Ignore humourless critics who pan this movie by comparing it to something like The Producers.... I don't even know why people use that movie as a comparison point.... The Producers was a cynical satire about the entertainment industry and uses a cartoonish portrayal of Nazis as a vehicle for to describe how ludicrous that industry and critical opinion of it can be.
The Producers was not a satire which analyses the thought processes of young children subjected to systemic state-enabled brainwashing.
That gripe out of the way, why Jo Jo Rabbit is a worthwhile film.

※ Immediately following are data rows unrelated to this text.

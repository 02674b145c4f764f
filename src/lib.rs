//! # Glassix
//!
//! Async client SDK for the Glassix customer-engagement REST API.
//!
//! ## Features
//!
//! - **Tickets, contacts, users**: every `/tickets`, `/contacts` and `/users`
//!   endpoint, including PDF/HTML exports and survey links
//! - **Messaging**: raw channel messages through `/protocols/send`
//! - **Webhooks**: event polling/acknowledgement and `X-Glassix-Auth`
//!   signature verification
//! - **Token caching**: bearer tokens are fetched once per credential
//!   identity and refreshed 5 minutes before expiry, even under concurrent
//!   load
//! - **Security**: the API secret is never logged and is scrubbed from
//!   error messages
//!
//! ## Architecture
//!
//! - [`config`] - Credentials, environments and loading from env vars
//! - [`error`] - Error taxonomy with secret sanitization
//! - [`auth`] - Shared bearer token cache
//! - [`client`] - HTTP dispatcher and typed response decoding
//! - [`query`] - Query-string encoding in the Glassix dialect
//! - [`resources`] - Per-area clients built on [`GlassixClient`]
//! - [`webhook`] - Inbound webhook signature verification
//! - [`models`] - Wire DTOs
//!
//! ## Example
//!
//! ```ignore
//! use glassix::{Credentials, GlassixClient};
//! use glassix::models::{TicketState, SetStateOptions};
//!
//! async fn example() -> glassix::Result<()> {
//!     let client = GlassixClient::new(Credentials::from_env()?)?;
//!
//!     let ticket = client.tickets().get(4512).await?;
//!     println!("#{:?}: {}", ticket.id, ticket.display_subject());
//!
//!     client
//!         .tickets()
//!         .set_state(4512, TicketState::Closed, SetStateOptions::default(), None)
//!         .await?;
//!     Ok(())
//! }
//! ```

#![warn(rustdoc::missing_crate_level_docs)]

pub mod auth;
pub mod client;
pub mod config;
mod decode;
pub mod error;
pub mod models;
pub mod query;
pub mod resources;
pub mod webhook;

pub use auth::TokenCache;
pub use client::GlassixClient;
pub use config::{Credentials, Environment};
pub use error::{GlassixError, Result};
pub use webhook::WebhookVerifier;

Costume and settings wise, there are many things which are technically accurate in the portrayal of the dying days of the Third Reich, a time when the German armed forces, the Wehrmacht, was down to its last legs and when child soldiers and rapid conscription of ill-suited civilians into it became a thing.
The way that Waititi portrays an imaginary Hitler is very old fashioned cartoonish, the children act like believable children who are only beginning to realise the historical freight train that will hit them, the humour does a good job of referencing things which were happening in Germany end-WW2, houses of characters felt lived in and even the uniforms of some of the characters manage to tell a story (for example, when Sam Rockwell's Captain Klenzendorf character first appears as the disillusioned Wehrmacht officer, his uniform indicates that he would have been a distinguished infantryman who saw extensive combat and who had taken out a tank).

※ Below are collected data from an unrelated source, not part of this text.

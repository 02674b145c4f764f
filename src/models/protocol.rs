//! Protocol-level message model used by `/protocols/send`.

use chrono::{DateTime, Utc};
use serde::{Deserialize, Serialize};
use uuid::Uuid;

use super::common::{timestamp, ProtocolType};

/// A raw channel message, sent outside of any ticket.
#[derive(Debug, Clone, PartialEq, Default, Serialize, Deserialize)]
#[serde(rename_all = "camelCase")]
pub struct ProtocolMessage {
    #[serde(default, skip_serializing_if = "Option::is_none")]
    pub text: Option<String>,
    #[serde(default, skip_serializing_if = "Option::is_none")]
    pub html: Option<String>,
    #[serde(default, skip_serializing_if = "Option::is_none")]
    pub protocol_type: Option<ProtocolType>,
    #[serde(default, skip_serializing_if = "Vec::is_empty")]
    pub attachment_uris: Vec<String>,
    /// Sender address on the channel.
    #[serde(default, skip_serializing_if = "Option::is_none")]
    pub from: Option<String>,
    /// Recipient address on the channel.
    #[serde(default, skip_serializing_if = "Option::is_none")]
    pub to: Option<String>,
    #[serde(default, with = "timestamp::option", skip_serializing_if = "Option::is_none")]
    pub date_time: Option<DateTime<Utc>>,
    #[serde(default, skip_serializing_if = "Option::is_none")]
    pub provider_message_id: Option<String>,
    #[serde(default, skip_serializing_if = "Option::is_none")]
    pub department_id: Option<Uuid>,
    #[serde(default, skip_serializing_if = "Option::is_none")]
    pub status: Option<String>,
    #[serde(default, skip_serializing_if = "Vec::is_empty")]
    pub files: Vec<String>,
    #[serde(default, skip_serializing_if = "Option::is_none")]
    pub service_provider: Option<i32>,
}

impl ProtocolMessage {
    /// Creates a text message for the given channel and addresses.
    pub fn text(
        protocol_type: ProtocolType,
        from: impl Into<String>,
        to: impl Into<String>,
        text: impl Into<String>,
    ) -> Self {
        Self {
            protocol_type: Some(protocol_type),
            from: Some(from.into()),
            to: Some(to.into()),
            text: Some(text.into()),
            ..Self::default()
        }
    }
}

In other words, care was taken to provide attention to detail and although the movie is not a documentary, it does drift between outlandish (sometimes even Monty Python-esque) humour and serious matters rather quickly, but it is the attention to detail that allows it to happen.
More importantly, and this is something I found very cleverly executed, this movie is about the evolution of a 10 year old within a dictaorship as opposed to someone with an expansive knowledge of what happens in WW2 let alone what it was about and how it turns out. This is where the movie shines.